**DESCRIPTION OF THE TASK**:
Which lines below include "saturate"? Copy them all.

Collected data entries

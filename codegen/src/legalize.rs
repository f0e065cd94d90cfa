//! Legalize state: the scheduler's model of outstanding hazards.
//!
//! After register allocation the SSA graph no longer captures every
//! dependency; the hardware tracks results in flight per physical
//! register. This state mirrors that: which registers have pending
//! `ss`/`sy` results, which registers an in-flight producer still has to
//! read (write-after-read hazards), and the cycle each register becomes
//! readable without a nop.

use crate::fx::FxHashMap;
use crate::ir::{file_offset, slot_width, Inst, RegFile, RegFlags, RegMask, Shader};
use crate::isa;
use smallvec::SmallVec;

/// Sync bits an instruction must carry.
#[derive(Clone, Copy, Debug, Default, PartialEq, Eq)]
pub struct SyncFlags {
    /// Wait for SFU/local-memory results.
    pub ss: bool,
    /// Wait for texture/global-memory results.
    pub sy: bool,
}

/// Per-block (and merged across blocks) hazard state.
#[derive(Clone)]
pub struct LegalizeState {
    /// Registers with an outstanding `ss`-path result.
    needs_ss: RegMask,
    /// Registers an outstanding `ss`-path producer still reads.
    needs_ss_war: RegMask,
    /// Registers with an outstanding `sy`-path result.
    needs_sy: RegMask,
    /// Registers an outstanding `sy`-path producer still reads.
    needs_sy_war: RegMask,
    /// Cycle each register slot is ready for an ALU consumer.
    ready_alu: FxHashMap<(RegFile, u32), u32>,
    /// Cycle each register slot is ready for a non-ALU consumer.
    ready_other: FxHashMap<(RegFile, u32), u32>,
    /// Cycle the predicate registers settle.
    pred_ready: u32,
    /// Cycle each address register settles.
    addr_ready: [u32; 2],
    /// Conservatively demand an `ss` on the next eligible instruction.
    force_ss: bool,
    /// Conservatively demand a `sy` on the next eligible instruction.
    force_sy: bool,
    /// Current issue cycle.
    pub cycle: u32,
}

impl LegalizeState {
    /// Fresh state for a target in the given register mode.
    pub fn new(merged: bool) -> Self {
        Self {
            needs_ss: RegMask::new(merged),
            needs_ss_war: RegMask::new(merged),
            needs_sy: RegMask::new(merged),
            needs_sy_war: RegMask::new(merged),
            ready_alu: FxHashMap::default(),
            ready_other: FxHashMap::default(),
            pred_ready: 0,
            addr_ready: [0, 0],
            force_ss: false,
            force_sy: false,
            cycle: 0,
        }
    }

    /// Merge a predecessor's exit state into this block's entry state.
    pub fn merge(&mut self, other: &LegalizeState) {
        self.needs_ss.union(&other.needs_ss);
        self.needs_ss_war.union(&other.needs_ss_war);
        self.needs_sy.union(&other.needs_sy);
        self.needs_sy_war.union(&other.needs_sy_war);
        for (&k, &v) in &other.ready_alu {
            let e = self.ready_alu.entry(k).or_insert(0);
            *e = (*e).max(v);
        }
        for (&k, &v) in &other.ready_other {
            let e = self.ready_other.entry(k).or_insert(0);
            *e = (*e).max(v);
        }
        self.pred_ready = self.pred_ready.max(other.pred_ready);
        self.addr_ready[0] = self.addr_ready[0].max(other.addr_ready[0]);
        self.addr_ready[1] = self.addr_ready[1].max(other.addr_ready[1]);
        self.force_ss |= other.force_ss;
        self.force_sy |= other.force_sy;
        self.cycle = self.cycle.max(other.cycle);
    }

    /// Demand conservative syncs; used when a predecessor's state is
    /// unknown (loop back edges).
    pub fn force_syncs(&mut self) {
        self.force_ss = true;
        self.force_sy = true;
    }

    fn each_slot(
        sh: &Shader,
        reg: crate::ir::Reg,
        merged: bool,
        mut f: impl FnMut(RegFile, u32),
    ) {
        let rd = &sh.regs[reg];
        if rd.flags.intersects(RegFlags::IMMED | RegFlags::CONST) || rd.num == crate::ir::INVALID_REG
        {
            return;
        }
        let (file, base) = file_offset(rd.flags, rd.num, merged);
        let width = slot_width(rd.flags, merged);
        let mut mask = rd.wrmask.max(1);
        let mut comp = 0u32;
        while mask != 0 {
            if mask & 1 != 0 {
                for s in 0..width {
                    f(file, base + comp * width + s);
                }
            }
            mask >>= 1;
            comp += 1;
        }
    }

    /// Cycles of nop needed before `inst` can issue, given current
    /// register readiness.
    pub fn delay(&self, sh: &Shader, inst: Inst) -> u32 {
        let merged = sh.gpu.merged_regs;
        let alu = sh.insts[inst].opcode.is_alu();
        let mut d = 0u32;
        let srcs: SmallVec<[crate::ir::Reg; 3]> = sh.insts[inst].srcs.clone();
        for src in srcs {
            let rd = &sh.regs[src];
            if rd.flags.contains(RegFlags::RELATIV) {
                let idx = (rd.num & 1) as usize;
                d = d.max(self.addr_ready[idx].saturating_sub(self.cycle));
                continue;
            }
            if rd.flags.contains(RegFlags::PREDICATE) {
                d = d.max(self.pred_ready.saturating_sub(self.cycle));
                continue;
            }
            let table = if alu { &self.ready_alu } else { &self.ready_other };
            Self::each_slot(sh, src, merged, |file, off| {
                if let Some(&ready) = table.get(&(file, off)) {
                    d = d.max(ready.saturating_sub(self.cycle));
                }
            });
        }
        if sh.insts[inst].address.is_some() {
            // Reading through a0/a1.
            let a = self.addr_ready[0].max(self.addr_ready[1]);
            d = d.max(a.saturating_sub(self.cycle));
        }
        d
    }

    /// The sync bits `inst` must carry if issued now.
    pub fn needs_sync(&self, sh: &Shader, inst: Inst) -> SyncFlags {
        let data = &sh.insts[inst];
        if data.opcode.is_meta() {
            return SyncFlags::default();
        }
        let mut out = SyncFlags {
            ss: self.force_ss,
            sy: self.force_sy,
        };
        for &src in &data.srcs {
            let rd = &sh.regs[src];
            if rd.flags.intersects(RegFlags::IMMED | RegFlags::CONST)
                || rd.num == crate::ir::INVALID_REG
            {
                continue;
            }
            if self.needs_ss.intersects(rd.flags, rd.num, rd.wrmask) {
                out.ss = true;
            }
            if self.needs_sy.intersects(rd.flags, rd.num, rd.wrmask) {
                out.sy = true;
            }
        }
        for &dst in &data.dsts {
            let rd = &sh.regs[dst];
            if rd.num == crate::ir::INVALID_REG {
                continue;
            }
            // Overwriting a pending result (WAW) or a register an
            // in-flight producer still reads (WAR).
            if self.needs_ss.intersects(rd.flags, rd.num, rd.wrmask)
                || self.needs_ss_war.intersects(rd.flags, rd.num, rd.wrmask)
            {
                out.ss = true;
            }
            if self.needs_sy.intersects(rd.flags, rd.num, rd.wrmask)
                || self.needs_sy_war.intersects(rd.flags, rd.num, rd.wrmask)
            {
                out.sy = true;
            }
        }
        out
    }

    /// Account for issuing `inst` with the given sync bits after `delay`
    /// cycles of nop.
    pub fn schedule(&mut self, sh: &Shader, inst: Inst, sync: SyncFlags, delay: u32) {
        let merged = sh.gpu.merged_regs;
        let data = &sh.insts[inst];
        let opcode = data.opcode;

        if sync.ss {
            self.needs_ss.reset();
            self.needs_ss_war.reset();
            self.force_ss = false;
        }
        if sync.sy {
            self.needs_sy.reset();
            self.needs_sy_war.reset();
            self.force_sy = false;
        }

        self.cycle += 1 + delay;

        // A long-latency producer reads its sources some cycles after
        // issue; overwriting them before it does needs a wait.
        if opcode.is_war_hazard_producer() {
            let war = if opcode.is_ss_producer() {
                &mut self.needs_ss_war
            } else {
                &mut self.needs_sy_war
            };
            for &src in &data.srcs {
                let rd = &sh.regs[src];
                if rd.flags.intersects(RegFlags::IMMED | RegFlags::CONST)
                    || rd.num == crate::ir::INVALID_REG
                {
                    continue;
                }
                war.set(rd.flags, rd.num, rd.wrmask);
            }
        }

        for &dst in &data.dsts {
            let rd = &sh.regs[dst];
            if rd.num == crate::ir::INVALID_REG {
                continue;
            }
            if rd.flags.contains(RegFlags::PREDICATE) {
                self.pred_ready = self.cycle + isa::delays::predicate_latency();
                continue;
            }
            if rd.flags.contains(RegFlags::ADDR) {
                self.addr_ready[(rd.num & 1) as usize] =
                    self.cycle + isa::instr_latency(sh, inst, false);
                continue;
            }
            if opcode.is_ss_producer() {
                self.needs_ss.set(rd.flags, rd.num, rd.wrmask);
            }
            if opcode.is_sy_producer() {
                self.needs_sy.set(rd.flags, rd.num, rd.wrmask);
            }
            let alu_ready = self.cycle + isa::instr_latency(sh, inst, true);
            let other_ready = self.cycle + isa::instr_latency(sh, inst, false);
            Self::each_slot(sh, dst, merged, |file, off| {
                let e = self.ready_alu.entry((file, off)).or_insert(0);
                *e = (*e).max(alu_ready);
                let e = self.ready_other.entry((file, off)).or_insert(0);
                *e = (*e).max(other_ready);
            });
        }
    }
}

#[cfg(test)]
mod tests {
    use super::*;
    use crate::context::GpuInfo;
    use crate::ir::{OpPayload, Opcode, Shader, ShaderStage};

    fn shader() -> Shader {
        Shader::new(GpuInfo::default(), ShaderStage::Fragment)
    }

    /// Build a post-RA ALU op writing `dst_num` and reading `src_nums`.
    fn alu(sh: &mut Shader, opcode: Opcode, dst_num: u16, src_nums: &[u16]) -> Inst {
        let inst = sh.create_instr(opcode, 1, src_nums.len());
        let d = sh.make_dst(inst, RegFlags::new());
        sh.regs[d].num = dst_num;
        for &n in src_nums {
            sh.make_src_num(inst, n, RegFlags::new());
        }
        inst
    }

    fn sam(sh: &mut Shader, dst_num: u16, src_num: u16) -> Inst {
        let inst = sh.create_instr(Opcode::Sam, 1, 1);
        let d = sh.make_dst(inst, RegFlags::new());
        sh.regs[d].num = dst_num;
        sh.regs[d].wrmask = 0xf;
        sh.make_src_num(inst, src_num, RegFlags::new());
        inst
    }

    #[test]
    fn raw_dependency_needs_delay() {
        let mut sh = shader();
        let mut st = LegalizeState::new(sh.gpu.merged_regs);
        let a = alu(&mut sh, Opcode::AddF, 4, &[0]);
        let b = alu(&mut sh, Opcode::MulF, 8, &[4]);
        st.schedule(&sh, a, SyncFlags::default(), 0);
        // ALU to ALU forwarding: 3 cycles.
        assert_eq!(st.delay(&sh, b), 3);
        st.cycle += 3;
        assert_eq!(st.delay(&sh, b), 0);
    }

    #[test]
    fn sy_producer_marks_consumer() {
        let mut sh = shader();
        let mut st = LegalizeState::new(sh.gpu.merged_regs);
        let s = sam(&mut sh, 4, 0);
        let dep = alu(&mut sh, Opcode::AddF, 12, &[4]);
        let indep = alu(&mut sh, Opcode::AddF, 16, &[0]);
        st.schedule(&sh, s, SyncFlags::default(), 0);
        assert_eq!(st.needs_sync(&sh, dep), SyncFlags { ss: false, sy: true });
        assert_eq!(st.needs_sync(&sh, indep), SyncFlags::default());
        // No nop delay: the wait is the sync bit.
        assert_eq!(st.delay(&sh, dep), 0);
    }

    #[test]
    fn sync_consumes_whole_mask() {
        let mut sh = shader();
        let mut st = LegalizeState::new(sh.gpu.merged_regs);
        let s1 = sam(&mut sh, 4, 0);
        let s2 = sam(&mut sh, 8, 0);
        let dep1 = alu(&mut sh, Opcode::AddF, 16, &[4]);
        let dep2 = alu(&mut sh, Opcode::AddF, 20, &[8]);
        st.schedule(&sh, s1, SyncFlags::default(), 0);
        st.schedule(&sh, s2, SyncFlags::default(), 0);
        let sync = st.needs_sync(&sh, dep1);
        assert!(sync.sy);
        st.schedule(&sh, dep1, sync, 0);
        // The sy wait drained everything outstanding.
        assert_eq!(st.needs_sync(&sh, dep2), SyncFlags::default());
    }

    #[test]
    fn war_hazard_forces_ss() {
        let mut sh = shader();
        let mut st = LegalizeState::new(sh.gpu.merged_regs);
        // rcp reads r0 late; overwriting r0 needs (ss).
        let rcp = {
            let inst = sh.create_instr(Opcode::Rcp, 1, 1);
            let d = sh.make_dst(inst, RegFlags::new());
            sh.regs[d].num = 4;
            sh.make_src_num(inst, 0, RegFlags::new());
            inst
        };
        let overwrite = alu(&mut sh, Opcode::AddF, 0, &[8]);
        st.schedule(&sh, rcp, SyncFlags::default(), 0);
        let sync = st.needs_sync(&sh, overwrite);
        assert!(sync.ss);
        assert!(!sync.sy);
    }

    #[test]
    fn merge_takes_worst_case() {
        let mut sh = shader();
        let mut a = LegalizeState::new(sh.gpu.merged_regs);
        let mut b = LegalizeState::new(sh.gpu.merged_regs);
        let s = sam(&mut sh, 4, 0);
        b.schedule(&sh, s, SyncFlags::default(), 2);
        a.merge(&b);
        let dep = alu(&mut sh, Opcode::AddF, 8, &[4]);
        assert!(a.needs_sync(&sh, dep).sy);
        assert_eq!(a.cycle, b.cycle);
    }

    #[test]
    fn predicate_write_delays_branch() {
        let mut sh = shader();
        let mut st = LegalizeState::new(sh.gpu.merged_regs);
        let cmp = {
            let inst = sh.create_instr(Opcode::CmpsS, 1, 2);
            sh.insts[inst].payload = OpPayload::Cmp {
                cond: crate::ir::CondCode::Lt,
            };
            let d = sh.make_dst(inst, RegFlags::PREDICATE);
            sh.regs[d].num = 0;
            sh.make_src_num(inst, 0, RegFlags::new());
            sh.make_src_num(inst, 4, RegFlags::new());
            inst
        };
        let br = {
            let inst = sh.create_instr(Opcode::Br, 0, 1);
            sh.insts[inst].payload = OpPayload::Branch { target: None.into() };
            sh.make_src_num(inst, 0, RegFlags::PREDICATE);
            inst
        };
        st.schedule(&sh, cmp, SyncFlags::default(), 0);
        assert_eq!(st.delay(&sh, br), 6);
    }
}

==

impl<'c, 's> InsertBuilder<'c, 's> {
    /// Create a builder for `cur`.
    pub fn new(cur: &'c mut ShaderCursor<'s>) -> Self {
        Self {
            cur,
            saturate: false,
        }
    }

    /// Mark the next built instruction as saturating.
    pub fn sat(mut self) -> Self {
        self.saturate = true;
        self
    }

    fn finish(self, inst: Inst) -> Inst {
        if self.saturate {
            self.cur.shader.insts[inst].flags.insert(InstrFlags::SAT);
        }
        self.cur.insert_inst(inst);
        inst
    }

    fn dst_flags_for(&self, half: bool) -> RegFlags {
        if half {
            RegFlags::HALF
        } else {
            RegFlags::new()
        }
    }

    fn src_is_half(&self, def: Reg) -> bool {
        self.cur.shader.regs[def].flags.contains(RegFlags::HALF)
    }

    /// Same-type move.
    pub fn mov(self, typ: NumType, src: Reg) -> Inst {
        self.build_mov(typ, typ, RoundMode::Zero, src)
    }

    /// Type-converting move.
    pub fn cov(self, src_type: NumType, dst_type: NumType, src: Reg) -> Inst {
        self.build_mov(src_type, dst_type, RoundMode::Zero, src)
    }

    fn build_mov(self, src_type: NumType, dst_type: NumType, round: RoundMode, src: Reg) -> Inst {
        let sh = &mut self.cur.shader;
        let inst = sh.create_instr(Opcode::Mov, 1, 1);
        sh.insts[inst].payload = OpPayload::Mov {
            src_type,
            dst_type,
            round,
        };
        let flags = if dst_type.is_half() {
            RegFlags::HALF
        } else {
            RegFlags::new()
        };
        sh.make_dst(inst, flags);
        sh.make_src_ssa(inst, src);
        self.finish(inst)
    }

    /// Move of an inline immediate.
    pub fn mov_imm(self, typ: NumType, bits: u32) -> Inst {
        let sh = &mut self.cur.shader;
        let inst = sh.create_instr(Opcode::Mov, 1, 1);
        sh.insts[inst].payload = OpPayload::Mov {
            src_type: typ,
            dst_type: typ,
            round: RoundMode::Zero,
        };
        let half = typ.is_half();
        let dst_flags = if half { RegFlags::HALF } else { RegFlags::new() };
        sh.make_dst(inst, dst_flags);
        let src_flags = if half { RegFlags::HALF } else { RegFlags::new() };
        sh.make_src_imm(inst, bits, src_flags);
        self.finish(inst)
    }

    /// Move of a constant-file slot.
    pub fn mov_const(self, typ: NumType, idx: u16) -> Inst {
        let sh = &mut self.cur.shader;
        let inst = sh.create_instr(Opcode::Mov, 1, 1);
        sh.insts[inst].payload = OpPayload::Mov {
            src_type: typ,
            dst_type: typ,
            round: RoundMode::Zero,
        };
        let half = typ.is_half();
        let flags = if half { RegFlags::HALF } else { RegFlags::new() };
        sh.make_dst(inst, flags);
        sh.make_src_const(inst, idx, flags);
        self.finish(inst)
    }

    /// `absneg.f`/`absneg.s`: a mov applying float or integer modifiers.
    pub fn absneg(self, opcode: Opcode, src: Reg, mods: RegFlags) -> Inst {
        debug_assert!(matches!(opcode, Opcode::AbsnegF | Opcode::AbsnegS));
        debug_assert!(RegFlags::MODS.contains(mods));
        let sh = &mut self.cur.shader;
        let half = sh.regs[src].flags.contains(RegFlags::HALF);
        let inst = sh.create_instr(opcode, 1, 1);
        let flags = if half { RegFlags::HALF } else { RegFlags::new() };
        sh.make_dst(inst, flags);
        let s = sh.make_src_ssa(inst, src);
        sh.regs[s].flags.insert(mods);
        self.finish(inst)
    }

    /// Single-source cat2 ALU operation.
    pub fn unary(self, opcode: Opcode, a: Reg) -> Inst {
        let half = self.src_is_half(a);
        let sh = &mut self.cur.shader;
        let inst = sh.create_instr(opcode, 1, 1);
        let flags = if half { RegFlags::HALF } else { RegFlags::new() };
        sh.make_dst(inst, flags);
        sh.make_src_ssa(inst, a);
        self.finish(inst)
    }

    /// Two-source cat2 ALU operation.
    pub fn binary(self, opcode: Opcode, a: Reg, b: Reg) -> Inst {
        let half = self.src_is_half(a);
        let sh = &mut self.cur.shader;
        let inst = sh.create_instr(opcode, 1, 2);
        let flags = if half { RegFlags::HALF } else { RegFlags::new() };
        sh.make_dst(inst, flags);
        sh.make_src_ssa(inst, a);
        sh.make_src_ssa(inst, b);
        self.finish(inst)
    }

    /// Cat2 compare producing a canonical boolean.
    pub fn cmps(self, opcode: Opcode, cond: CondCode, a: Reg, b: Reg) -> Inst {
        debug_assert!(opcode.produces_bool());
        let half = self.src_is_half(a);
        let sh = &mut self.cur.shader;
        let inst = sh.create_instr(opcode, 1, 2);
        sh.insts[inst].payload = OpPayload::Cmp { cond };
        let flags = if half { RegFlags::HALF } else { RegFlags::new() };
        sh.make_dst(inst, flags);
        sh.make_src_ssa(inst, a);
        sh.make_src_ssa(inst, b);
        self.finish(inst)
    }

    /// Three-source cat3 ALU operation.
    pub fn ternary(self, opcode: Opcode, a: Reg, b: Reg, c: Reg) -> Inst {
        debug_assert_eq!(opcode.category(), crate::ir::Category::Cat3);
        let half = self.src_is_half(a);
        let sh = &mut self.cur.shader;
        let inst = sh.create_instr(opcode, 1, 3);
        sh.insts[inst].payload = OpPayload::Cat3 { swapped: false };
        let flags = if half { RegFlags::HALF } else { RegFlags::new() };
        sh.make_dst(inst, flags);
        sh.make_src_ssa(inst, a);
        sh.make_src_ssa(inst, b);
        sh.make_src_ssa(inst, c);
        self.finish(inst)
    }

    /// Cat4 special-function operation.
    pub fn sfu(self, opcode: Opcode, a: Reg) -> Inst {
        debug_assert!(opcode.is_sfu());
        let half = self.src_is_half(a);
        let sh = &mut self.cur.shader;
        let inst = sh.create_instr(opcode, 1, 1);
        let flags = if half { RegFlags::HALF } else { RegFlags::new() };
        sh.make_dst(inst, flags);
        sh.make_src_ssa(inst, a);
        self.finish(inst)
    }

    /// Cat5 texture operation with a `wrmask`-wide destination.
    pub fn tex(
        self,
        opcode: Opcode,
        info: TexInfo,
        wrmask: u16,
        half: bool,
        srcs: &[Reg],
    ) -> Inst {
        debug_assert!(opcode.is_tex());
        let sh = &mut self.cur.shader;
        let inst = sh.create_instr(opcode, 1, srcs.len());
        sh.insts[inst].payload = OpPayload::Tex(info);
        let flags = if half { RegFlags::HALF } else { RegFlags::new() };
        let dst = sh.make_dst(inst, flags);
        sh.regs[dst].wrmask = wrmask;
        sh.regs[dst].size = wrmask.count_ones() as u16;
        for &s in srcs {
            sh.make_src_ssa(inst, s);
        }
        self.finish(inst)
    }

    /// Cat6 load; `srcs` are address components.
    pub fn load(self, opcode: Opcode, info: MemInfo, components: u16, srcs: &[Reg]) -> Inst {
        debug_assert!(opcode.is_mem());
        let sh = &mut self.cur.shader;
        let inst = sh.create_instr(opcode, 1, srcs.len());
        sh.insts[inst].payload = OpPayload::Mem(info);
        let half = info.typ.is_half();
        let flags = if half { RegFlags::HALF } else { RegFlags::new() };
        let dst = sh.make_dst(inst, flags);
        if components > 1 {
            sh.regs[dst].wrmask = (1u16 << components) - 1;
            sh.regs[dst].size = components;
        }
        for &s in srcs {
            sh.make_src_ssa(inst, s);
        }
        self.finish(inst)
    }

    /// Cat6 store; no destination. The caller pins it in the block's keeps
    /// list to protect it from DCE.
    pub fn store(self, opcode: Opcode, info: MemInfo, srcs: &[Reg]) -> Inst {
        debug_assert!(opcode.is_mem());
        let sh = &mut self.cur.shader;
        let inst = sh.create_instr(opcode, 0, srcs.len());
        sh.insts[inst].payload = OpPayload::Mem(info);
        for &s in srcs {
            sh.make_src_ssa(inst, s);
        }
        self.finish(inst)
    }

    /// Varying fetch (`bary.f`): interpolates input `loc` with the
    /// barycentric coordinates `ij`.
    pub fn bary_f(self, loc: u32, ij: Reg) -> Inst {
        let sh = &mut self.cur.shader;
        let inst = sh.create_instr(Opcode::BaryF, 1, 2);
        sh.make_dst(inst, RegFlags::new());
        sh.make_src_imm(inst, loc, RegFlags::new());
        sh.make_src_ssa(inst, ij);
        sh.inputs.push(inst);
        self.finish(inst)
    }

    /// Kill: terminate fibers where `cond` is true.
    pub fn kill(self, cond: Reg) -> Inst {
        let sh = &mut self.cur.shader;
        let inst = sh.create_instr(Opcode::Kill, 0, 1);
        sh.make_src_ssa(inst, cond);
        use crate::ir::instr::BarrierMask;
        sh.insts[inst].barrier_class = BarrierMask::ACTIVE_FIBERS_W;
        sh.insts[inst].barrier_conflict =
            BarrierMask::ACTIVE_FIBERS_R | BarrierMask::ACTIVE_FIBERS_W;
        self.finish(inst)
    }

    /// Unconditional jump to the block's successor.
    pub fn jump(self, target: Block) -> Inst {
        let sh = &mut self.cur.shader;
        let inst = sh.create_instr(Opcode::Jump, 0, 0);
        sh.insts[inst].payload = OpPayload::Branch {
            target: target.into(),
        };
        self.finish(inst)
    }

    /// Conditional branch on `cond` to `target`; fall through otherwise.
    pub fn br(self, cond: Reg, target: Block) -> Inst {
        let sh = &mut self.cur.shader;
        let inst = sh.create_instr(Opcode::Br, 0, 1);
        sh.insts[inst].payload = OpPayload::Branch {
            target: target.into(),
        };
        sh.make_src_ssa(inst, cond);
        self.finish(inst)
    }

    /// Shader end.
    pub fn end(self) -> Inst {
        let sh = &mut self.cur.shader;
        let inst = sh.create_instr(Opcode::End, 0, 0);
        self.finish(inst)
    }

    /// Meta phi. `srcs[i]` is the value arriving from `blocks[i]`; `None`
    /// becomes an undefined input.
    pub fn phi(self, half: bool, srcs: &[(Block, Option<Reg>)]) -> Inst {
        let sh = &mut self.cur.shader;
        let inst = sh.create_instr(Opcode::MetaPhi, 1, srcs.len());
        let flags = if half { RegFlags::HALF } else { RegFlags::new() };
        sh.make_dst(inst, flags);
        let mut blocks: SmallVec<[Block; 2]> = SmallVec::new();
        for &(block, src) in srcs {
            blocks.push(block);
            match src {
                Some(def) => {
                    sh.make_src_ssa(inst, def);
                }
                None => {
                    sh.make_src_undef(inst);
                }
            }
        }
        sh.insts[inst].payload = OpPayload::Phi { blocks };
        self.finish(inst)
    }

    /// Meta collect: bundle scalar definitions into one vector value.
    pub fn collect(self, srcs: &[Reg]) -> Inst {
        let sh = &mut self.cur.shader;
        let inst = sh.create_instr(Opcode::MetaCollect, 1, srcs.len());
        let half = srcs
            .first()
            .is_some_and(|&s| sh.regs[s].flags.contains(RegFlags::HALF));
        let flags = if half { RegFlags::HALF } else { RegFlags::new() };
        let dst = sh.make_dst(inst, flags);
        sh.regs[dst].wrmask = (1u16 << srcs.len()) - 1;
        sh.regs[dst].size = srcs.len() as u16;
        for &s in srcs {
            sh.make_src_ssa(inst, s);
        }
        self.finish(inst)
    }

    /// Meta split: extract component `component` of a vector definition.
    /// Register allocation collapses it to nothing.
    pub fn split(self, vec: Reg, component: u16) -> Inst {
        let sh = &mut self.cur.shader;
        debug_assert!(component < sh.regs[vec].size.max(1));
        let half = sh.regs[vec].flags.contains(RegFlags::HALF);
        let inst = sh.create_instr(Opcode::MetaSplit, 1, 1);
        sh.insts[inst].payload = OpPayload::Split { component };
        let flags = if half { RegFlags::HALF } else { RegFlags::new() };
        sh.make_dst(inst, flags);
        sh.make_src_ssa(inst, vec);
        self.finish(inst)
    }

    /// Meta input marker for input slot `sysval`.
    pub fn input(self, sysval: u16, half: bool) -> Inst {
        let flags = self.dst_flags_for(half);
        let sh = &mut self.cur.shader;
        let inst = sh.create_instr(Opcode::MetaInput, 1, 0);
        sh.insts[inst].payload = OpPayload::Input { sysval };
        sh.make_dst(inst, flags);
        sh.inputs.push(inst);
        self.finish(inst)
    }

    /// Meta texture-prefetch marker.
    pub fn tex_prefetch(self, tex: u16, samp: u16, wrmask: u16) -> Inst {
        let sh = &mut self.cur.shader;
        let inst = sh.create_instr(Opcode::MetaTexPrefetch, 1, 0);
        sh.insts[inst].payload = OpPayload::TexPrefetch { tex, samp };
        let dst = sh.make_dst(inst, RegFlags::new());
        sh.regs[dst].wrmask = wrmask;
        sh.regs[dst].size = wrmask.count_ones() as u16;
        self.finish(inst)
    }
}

**ANSWER BOX**:
            saturate: false,
        self.saturate = true;
        if self.saturate {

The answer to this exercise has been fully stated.